§ WHAT TO DO:
All lines from the one containing "runs past end" through the end of the data below are to be transcribed exactly. Leave out the rest.

═══ DATA EXTRACT ═══

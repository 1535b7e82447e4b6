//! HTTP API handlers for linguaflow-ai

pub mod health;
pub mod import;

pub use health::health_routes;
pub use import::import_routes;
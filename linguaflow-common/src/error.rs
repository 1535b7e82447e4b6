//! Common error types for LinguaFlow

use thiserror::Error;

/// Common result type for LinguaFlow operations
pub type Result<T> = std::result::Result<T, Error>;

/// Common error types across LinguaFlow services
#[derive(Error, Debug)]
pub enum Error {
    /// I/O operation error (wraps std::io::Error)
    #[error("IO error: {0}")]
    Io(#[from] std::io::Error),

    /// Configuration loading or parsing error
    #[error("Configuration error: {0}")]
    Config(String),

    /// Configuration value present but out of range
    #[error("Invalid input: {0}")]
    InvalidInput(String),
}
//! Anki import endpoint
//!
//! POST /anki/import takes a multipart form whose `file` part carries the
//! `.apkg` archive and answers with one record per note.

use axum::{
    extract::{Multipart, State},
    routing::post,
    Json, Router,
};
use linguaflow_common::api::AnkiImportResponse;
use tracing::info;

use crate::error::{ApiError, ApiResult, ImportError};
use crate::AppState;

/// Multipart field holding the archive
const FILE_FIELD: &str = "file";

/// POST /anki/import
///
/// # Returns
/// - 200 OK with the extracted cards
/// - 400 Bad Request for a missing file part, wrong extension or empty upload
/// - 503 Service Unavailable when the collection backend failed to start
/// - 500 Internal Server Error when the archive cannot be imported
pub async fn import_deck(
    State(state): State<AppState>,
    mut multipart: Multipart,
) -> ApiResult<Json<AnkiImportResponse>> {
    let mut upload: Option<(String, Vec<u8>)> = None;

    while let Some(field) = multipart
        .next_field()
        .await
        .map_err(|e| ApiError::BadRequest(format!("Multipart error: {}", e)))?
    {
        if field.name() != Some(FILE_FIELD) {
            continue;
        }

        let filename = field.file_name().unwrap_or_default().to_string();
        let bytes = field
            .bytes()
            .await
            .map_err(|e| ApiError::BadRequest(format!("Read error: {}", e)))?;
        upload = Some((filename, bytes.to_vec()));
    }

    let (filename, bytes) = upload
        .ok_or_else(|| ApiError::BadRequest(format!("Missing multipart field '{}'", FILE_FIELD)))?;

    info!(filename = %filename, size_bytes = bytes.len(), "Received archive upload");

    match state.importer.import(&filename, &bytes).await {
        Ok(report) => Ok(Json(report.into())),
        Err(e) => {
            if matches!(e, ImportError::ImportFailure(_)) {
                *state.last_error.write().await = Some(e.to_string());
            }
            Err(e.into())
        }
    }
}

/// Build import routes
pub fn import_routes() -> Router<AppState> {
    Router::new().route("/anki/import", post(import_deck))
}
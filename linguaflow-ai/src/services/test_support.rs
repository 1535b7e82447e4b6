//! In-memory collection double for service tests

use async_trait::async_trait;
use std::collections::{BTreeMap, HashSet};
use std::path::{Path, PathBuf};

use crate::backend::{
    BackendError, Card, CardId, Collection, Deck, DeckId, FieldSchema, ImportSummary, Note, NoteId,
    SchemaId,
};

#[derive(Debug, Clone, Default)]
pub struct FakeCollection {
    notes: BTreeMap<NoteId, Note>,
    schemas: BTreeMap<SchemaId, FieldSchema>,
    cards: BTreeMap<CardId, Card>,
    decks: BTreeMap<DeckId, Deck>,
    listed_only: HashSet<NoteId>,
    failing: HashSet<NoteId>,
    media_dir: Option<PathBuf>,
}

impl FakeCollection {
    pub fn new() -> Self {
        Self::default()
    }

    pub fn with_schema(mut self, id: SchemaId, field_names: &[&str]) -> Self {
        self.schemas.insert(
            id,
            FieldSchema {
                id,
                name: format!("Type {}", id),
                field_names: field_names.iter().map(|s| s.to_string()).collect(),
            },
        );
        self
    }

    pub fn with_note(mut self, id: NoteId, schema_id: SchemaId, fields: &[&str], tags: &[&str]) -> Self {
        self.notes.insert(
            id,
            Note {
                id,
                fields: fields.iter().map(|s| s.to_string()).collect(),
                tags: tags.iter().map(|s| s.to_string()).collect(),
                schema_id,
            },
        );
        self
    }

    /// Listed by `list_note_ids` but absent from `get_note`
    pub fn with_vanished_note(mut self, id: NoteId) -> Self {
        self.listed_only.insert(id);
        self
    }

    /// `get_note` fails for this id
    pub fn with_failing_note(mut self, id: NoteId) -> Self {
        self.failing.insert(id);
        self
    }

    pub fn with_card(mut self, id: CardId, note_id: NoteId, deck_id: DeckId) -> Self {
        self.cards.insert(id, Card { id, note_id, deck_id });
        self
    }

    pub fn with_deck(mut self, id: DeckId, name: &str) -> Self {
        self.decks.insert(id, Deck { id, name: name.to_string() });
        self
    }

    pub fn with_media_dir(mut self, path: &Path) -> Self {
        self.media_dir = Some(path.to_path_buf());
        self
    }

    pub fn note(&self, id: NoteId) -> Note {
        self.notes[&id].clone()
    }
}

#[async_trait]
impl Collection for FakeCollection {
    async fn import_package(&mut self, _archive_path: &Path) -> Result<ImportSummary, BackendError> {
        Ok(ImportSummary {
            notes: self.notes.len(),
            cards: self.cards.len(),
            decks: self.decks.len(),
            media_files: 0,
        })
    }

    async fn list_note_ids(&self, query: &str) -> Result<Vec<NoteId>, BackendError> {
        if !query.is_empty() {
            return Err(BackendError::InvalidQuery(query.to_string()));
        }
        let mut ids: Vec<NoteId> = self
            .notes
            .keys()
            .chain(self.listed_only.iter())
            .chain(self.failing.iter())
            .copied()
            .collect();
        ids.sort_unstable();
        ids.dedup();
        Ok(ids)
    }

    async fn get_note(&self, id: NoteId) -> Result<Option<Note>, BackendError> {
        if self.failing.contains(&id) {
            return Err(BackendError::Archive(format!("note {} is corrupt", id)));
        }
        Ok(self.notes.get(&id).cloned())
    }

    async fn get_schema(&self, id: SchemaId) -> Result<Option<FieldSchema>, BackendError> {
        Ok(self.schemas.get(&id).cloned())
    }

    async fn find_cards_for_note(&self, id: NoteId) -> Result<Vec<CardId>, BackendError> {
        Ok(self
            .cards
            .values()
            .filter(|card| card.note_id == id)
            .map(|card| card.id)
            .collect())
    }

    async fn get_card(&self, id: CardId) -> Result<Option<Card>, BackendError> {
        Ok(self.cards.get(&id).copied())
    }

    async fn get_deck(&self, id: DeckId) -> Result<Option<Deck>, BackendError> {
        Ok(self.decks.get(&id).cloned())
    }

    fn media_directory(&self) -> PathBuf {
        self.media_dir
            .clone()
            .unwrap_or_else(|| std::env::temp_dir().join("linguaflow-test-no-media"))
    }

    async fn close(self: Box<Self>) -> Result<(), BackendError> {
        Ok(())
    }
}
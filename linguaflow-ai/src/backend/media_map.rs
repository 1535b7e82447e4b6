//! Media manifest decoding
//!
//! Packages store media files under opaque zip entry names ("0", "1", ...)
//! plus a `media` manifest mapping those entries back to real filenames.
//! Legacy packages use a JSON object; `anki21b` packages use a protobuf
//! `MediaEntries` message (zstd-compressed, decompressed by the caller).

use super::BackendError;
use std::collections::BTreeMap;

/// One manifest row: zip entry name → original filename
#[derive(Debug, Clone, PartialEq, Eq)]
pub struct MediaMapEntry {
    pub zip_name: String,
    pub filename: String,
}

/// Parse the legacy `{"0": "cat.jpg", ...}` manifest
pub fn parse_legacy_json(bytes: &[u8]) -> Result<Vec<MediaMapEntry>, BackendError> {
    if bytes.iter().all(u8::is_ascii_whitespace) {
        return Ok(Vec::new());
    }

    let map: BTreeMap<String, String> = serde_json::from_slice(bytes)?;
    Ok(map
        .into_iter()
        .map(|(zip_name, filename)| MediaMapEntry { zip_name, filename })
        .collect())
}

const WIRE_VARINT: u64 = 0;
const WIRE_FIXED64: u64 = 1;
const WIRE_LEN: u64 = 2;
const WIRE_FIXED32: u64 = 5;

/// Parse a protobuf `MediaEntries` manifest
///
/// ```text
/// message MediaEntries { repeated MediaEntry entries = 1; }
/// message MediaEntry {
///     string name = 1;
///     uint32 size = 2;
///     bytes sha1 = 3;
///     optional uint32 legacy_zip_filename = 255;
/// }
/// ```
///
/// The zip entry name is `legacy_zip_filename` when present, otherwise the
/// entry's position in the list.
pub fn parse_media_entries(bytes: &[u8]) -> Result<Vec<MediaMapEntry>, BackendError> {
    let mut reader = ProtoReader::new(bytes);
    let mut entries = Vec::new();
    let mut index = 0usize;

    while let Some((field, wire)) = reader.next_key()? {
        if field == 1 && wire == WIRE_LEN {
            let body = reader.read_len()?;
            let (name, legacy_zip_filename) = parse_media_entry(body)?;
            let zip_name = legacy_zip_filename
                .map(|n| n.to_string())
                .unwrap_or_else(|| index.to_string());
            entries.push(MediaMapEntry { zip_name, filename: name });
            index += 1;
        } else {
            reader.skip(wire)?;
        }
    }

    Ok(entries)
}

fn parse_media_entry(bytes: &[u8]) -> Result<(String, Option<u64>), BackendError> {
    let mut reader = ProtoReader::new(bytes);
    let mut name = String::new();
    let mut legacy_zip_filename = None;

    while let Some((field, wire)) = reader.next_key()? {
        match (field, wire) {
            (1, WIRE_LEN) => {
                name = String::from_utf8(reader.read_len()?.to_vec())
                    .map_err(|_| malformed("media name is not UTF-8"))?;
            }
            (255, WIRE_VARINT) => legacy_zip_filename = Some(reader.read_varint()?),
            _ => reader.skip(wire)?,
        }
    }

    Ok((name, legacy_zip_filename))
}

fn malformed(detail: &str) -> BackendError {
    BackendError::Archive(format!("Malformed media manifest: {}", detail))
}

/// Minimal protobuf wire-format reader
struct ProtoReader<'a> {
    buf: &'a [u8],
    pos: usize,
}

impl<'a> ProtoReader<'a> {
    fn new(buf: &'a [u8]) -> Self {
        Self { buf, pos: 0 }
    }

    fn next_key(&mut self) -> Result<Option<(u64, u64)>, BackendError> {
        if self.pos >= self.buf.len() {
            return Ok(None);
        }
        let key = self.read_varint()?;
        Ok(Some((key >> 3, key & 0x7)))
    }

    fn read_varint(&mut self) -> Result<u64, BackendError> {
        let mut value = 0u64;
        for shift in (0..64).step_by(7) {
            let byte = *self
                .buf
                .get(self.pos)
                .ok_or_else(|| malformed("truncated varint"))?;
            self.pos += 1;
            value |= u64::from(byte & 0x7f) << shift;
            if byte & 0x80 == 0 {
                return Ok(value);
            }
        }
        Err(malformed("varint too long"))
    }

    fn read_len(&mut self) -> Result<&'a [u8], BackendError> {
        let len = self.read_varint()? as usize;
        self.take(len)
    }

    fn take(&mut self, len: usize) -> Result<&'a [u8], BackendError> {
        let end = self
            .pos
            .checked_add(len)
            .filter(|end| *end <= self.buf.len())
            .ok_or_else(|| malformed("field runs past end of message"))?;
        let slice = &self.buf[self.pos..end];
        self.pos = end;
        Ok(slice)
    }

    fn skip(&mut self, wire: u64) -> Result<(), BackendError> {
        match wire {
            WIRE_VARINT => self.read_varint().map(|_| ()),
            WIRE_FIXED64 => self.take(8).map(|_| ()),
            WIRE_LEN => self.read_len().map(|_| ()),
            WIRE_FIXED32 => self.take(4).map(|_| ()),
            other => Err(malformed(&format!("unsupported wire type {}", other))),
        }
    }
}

═══

§ OUTPUT OF THE TASK:
            .ok_or_else(|| malformed("field runs past end of message"))?;
        let slice = &self.buf[self.pos..end];
        self.pos = end;
        Ok(slice)
    }

    fn skip(&mut self, wire: u64) -> Result<(), BackendError> {
        match wire {
            WIRE_VARINT => self.read_varint().map(|_| ()),
            WIRE_FIXED64 => self.take(8).map(|_| ()),
            WIRE_LEN => self.read_len().map(|_| ()),
            WIRE_FIXED32 => self.take(4).map(|_| ()),
            other => Err(malformed(&format!("unsupported wire type {}", other))),
        }
    }
}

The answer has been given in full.